Extracted entries Block Start
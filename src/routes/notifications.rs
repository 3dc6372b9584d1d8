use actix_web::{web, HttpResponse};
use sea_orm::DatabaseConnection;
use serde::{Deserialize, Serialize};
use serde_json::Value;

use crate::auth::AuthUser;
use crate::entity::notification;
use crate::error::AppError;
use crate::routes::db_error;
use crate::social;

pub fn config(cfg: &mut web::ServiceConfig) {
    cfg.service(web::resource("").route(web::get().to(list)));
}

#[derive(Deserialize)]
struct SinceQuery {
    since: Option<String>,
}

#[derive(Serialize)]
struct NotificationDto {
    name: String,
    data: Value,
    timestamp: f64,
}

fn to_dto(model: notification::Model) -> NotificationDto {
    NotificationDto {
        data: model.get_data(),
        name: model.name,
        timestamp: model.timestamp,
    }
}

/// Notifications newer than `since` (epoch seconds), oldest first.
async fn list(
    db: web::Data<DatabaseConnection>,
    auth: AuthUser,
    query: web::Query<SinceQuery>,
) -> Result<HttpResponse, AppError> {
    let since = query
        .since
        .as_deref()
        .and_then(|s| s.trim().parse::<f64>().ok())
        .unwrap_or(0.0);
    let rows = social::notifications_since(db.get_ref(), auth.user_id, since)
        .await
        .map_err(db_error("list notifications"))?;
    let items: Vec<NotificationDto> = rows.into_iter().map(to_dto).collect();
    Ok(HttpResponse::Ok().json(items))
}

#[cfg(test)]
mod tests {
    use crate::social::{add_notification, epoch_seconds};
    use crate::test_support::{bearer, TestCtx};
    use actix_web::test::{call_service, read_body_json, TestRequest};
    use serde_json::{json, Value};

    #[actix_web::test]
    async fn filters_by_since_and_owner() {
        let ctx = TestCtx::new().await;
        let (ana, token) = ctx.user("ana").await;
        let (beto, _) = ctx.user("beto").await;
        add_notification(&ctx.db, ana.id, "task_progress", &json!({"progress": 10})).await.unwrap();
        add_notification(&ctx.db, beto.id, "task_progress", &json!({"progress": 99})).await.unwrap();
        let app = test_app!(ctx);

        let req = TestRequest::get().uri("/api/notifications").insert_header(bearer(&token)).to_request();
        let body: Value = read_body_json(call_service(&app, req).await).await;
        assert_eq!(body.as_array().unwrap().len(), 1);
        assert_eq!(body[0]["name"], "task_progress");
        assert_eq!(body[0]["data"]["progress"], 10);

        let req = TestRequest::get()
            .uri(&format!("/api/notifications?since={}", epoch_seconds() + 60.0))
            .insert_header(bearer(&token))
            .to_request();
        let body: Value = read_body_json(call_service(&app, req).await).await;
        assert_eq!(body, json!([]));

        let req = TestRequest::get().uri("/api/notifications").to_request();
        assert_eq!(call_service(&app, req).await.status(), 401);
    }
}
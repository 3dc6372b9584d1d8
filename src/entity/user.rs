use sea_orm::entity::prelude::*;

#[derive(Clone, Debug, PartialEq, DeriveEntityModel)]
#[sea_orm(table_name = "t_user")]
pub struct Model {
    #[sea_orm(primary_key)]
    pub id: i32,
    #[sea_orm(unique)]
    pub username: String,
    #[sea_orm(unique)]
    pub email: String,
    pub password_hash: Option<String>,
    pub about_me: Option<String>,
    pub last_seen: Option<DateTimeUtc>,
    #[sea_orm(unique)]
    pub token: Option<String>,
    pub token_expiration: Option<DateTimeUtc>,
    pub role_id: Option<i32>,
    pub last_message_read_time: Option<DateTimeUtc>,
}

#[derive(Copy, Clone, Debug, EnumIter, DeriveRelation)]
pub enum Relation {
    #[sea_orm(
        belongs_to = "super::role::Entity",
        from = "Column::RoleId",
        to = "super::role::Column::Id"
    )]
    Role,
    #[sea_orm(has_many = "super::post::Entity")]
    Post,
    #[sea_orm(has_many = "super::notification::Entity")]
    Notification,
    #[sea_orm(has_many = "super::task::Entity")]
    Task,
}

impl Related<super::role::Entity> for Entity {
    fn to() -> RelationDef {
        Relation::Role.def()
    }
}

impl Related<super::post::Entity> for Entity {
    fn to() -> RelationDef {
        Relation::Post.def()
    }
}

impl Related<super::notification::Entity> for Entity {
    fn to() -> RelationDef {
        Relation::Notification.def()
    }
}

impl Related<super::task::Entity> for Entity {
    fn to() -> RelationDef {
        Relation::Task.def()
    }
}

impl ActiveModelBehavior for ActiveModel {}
Extracted entries Block End
## Work order
In the listing above, locate the line containing "async fn filters_by_since_and_owner()" and the line containing "let (beto, _)", then transcribe both and every line between them verbatim.

## Completed task
    async fn filters_by_since_and_owner() {
        let ctx = TestCtx::new().await;
        let (ana, token) = ctx.user("ana").await;
        let (beto, _) = ctx.user("beto").await;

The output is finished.